I remembered the engagement notice Greyson had found in an old issue of the Times. Had my mother’s engagement ring once belonged to Margot? My stomach twisted. I felt like I was going to be sick.

Keep it together, Calloway, I told myself. You have to keep your shit together.

Now, more than ever, I couldn’t fall apart.

I stood up straight and took a deep breath. I shook my head to clear it. I could do this. I could do this. But I couldn’t do it alone.

I took out my phone and scrolled through my contacts. When I found the one I was looking for, I pressed the little phone icon next to the name. I put the phone to my ear and listened to the ringing on the other end, and then that familiar voice answered.
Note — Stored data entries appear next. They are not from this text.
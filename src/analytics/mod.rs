pub mod aggregate;
pub mod calendar;
pub mod chart;
pub mod moving_average;
pub mod query;

use serde::{Serialize, Deserialize};
use crate::error::ProgressError;
use crate::perf::PerfTimer;
use crate::sessions::{check_limit, normalize_rows, GroupKeyField, MetricField, RawSessionRow, SessionRecord, TimestampField};
use self::aggregate::aggregate;
use self::calendar::PeriodStarts;
use self::chart::{build_chart, ChartPayload, Warning};
use self::moving_average::{compute_moving_average, WindowStrategy};
use self::query::{ChartQuery, MetricFamily, WindowMonths};

/// A session with both moving averages attached
#[derive(Serialize, Debug, Clone, PartialEq)]
pub struct WindowedRecord {
    pub session: SessionRecord,
    pub avg_power: f64,
    pub avg_accuracy: f64,
}

impl WindowedRecord {
    pub fn moving_average(&self, family: MetricFamily) -> f64 {
        match family {
            MetricFamily::Power => self.avg_power,
            MetricFamily::Accuracy => self.avg_accuracy,
        }
    }
}

/// A windowed session with every period start precomputed
#[derive(Serialize, Debug, Clone, PartialEq)]
pub struct BucketedRecord {
    pub windowed: WindowedRecord,
    pub periods: PeriodStarts,
}

/// Which key each metric family's moving average is partitioned by, and how.
///
/// The dashboard this replaces grouped both families by power level; that is
/// the default here. Set `accuracy_group` to `AccuracyLevel` to partition the
/// accuracy average by its own level.
#[derive(Debug, Clone, Copy, PartialEq, Eq, Serialize, Deserialize)]
pub struct WindowPlan {
    pub power_group: GroupKeyField,
    pub accuracy_group: GroupKeyField,
    pub timestamp: TimestampField,
    pub strategy: WindowStrategy,
}

impl Default for WindowPlan {
    fn default() -> Self {
        WindowPlan {
            power_group: GroupKeyField::PowerLevel,
            accuracy_group: GroupKeyField::PowerLevel,
            timestamp: TimestampField::Start,
            strategy: WindowStrategy::Sliding,
        }
    }
}

impl WindowPlan {
    pub fn group_for(&self, family: MetricFamily) -> GroupKeyField {
        match family {
            MetricFamily::Power => self.power_group,
            MetricFamily::Accuracy => self.accuracy_group,
        }
    }
}

/// Attach both moving averages to every record
pub fn window_records(
    records: Vec<SessionRecord>,
    window: WindowMonths,
    plan: &WindowPlan,
) -> Vec<WindowedRecord> {
    let _timer = PerfTimer::new("window");

    let avg_power = compute_moving_average(
        &records,
        plan.power_group,
        MetricField::PowerPct,
        plan.timestamp,
        window,
        plan.strategy,
    );
    let avg_accuracy = compute_moving_average(
        &records,
        plan.accuracy_group,
        MetricField::AccuracyPct,
        plan.timestamp,
        window,
        plan.strategy,
    );

    records
        .into_iter()
        .zip(avg_power.into_iter().zip(avg_accuracy))
        .map(|(session, (avg_power, avg_accuracy))| WindowedRecord {
            session,
            avg_power,
            avg_accuracy,
        })
        .collect()
}

pub fn bucket_records(records: Vec<WindowedRecord>) -> Vec<BucketedRecord> {
    records
        .into_iter()
        .map(|windowed| BucketedRecord {
            periods: PeriodStarts::for_date(windowed.session.date),
            windowed,
        })
        .collect()
}

/// Run the full pipeline for one chart request over already-normalized records
pub fn compute_chart(records: Vec<SessionRecord>, query: ChartQuery, plan: &WindowPlan) -> ChartPayload {
    let _timer = PerfTimer::new("compute_chart");
    let mut warnings = Vec::new();

    let display_factor = query.metric.display_factor();
    let grouped_by = plan.group_for(query.metric);
    if grouped_by != display_factor {
        tracing::warn!(
            metric = query.metric.as_str(),
            display_factor = display_factor.as_str(),
            grouped_by = grouped_by.as_str(),
            "Moving average is partitioned by a different key than the chart is colored by"
        );
        warnings.push(Warning::GroupingMismatch {
            metric: query.metric,
            display_factor,
            grouped_by,
        });
    }

    if records.is_empty() {
        tracing::warn!("Empty record set, returning an empty chart");
        warnings.push(Warning::EmptyInput);
    }

    let input = records.len();
    let windowed = window_records(records, query.window, plan);
    let bucketed = bucket_records(windowed);
    let rows = aggregate(&bucketed, query.period, display_factor);

    tracing::info!(
        metric = query.metric.as_str(),
        period = query.period.label(),
        window_months = query.window.get(),
        records = input,
        rows = rows.len(),
        "Computed chart"
    );

    build_chart(rows, query, warnings)
}

/// Entry point for the UI layer: validate the three raw parameters, then
/// apply the row limit, then normalize the rows and compute. Parameter errors
/// are reported before any record is touched.
pub fn query_chart(
    rows: &[RawSessionRow],
    metric: &str,
    period: &str,
    window_months: u32,
    plan: &WindowPlan,
    max_records: usize,
) -> Result<ChartPayload, ProgressError> {
    let query = ChartQuery::parse(metric, period, window_months)?;
    check_limit(rows.len(), max_records)?;
    let records = normalize_rows(rows)?;
    Ok(compute_chart(records, query, plan))
}
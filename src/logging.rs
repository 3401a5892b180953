use serde::{Deserialize, Serialize};
use crate::error::{ErrorKind, ProgressError};

/// Output format of the log subscriber
#[derive(Debug, Clone, Copy, PartialEq, Eq, Default, Serialize, Deserialize)]
#[serde(rename_all = "lowercase")]
pub enum LogFormat {
    #[default]
    Json,
    Pretty,
}

/// Initialize structured logging with tracing.
/// This should be called once at application startup.
/// Logs go to stderr; stdout carries the query result.
pub fn init_logging(format: LogFormat) -> Result<(), ProgressError> {
    use tracing_subscriber::fmt;
    use tracing_subscriber::prelude::*;
    use tracing_subscriber::EnvFilter;

    let filter = EnvFilter::try_from_default_env()
        .unwrap_or_else(|_| EnvFilter::new("info"));

    let result = match format {
        LogFormat::Json => {
            let subscriber = tracing_subscriber::registry()
                .with(filter)
                .with(
                    fmt::layer()
                        .with_writer(std::io::stderr)
                        .with_target(true)
                        .with_file(true)
                        .with_line_number(true)
                        .json()
                );
            tracing::subscriber::set_global_default(subscriber)
        }
        LogFormat::Pretty => {
            let subscriber = tracing_subscriber::registry()
                .with(filter)
                .with(
                    fmt::layer()
                        .with_writer(std::io::stderr)
                        .with_target(false)
                );
            tracing::subscriber::set_global_default(subscriber)
        }
    };

    result.map_err(|e| ProgressError::new(
        ErrorKind::Config,
        format!("Failed to set global tracing subscriber: {}", e),
        "startup"
    ))?;

    tracing::debug!(format = ?format, "Structured logging initialized");
    Ok(())
}
use crate::error::{ErrorKind, ProgressError};

#[test]
fn test_error_creation() {
    let error = ProgressError::new(ErrorKind::Parse, "Test error", "test_stage");
    assert_eq!(error.message, "Test error");
    assert_eq!(error.stage, "test_stage");
    assert_eq!(error.kind, ErrorKind::Parse);
    assert!(error.record.is_none());
}

#[test]
fn test_error_with_record_and_context() {
    let error = ProgressError::data_integrity("Effective total kicks is 0")
        .with_record(4)
        .with_context("date: 2024-01-01");
    assert!(error.is_data_integrity());
    assert_eq!(error.record, Some(4));
    assert_eq!(error.context.as_deref(), Some("date: 2024-01-01"));
}

#[test]
fn test_error_display() {
    let error = ProgressError::invalid_parameter("window of 13 months is outside 1..=12")
        .with_context("context");
    let display = format!("{}", error);
    assert!(display.contains("query"));
    assert!(display.contains("invalid_parameter"));
    assert!(display.contains("window of 13 months"));
    assert!(display.contains("context"));
}

#[test]
fn test_io_error_conversion() {
    let io = std::io::Error::new(std::io::ErrorKind::NotFound, "gone");
    let error: ProgressError = io.into();
    assert_eq!(error.kind, ErrorKind::Io);
    assert_eq!(error.source.as_deref(), Some("std::io"));
}

#[test]
fn test_csv_error_carries_record_index() {
    let data = "date,start,end,power_level,accuracy_level,total_kicks,power_kicks,accurate_kicks\n\
                2024-01-01,10:00,11:00,3,3,40,20,30\n\
                2024-01-02,10:00,11:00,3,3,-5,20,30\n";
    let error = crate::sessions::read_csv(data.as_bytes(), 100).unwrap_err();
    assert_eq!(error.kind, ErrorKind::Parse);
    assert_eq!(error.record, Some(1));
}

#[test]
fn test_error_serializes_kind() {
    let error = ProgressError::data_integrity("bad");
    let json = serde_json::to_value(&error).unwrap();
    assert_eq!(json["kind"], "data_integrity");
}

#[test]
fn test_error_converts_into_anyhow_for_main() {
    let error = ProgressError::invalid_parameter("unknown period granularity 'decade'");
    let boundary: anyhow::Error = error.into();
    assert!(boundary.to_string().contains("decade"));
    let back = boundary.downcast_ref::<ProgressError>().unwrap();
    assert!(back.is_invalid_parameter());
}
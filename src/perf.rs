//! Stage timing for the query pipeline
use std::time::Instant;

/// Timer that logs the elapsed time of a pipeline stage on drop
pub struct PerfTimer {
    label: &'static str,
    start: Instant,
}

impl PerfTimer {
    pub fn new(label: &'static str) -> Self {
        Self {
            label,
            start: Instant::now(),
        }
    }

    pub fn elapsed_us(&self) -> u64 {
        self.start.elapsed().as_micros() as u64
    }
}

impl Drop for PerfTimer {
    fn drop(&mut self) {
        tracing::debug!(stage = self.label, duration_us = self.elapsed_us(), "Stage finished");
    }
}
//! Per-(period, group key) means of the bucketed session table

use std::collections::BTreeMap;
use chrono::NaiveDate;
use serde::{Serialize, Deserialize};
use crate::sessions::{GroupKey, GroupKeyField};
use super::calendar::Period;
use super::query::MetricFamily;
use super::BucketedRecord;

/// One chart data point: the mean of every numeric column over the sessions
/// that share a period start and a group key.
#[derive(Serialize, Deserialize, Debug, Clone, PartialEq)]
pub struct AggregateRow {
    pub period_start: NaiveDate,
    /// Display form of the group key ("3", not "3.0")
    pub group_key: String,
    pub sessions: usize,
    pub power_pct: f64,
    pub accuracy_pct: f64,
    pub avg_power: f64,
    pub avg_accuracy: f64,
}

impl AggregateRow {
    /// Value for the moving-average panel
    pub fn moving_average(&self, family: MetricFamily) -> f64 {
        match family {
            MetricFamily::Power => self.avg_power,
            MetricFamily::Accuracy => self.avg_accuracy,
        }
    }

    /// Value for the raw-ratio panel
    pub fn raw_ratio(&self, family: MetricFamily) -> f64 {
        match family {
            MetricFamily::Power => self.power_pct,
            MetricFamily::Accuracy => self.accuracy_pct,
        }
    }
}

#[derive(Default)]
struct Accumulator {
    count: usize,
    power_pct: f64,
    accuracy_pct: f64,
    avg_power: f64,
    avg_accuracy: f64,
}

impl Accumulator {
    fn add(&mut self, record: &BucketedRecord) {
        self.count += 1;
        self.power_pct += record.windowed.session.power_pct;
        self.accuracy_pct += record.windowed.session.accuracy_pct;
        self.avg_power += record.windowed.avg_power;
        self.avg_accuracy += record.windowed.avg_accuracy;
    }

    fn finish(self, period_start: NaiveDate, key: &GroupKey) -> AggregateRow {
        let n = self.count as f64;
        AggregateRow {
            period_start,
            group_key: key.to_string(),
            sessions: self.count,
            power_pct: self.power_pct / n,
            accuracy_pct: self.accuracy_pct / n,
            avg_power: self.avg_power / n,
            avg_accuracy: self.avg_accuracy / n,
        }
    }
}

/// Group by (`period` start, `group_key` value) and average each group.
/// Rows come out in ascending period order, then group key order.
/// An empty input gives an empty output.
pub fn aggregate(
    records: &[BucketedRecord],
    period: Period,
    group_key: GroupKeyField,
) -> Vec<AggregateRow> {
    let mut groups: BTreeMap<(NaiveDate, &GroupKey), Accumulator> = BTreeMap::new();
    for record in records {
        let key = (
            record.periods.get(period),
            record.windowed.session.group_key(group_key),
        );
        groups.entry(key).or_default().add(record);
    }

    let rows: Vec<AggregateRow> = groups
        .into_iter()
        .map(|((period_start, key), acc)| acc.finish(period_start, key))
        .collect();

    tracing::debug!(
        period = period.label(),
        group_key = group_key.as_str(),
        input = records.len(),
        rows = rows.len(),
        "Aggregated records"
    );
    rows
}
“Hey,” I said. “I need your help.”

My father picked me up at my dorm room at seven o’clock and we walked together, arm in arm, across campus. He wore a crisp black suit and silk tie under his winter coat, and I wore a midnight-blue A-line evening gown with a beaded bodice that my father had brought with him from the city. His assistant Rosie had picked it out for me. I also wore my mother’s old necklace, the one with the cheap crab pendant. Jake had given it to her, I was sure. According to the “In Memoriam” page in my dad’s old yearbook, Jake had been born in early July. He was a Cancer; the crab was his zodiac sign. My mother had held on to that necklace all of those years; Jake must have meant a great deal to her. I wore the necklace now as a kind of amulet. I wondered if my father recognized the necklace, but if he did, he said nothing.

The lights from the banquet hall spilled onto the front lawn, and as we made our way up the stone steps, we stopped here and there to greet my father’s friends. It was the one event at Knollwood where the parents and alumni outnumbered the students.

“Alistair, old man,” Matthew York said, grabbing my father’s arm. He was with his daughter Meryl. I didn’t really talk to Meryl, even though she was an A initiate, like me. She was quiet and kept to herself. She had a long, stern-looking face, and so I’d always assumed she was a little bit mean.

“Haven’t seen you at the club lately,” Matthew York said to my father. “What’ve you been doing with yourself?”

My father stopped to answer him and I gave his hand a little squeeze and mouthed that I would meet him inside. He nodded at me.

“Teddy around?” I heard Matthew York ask my father.

“Yes, Grier’s here, too,” my father answered. “My niece just applied for next year.”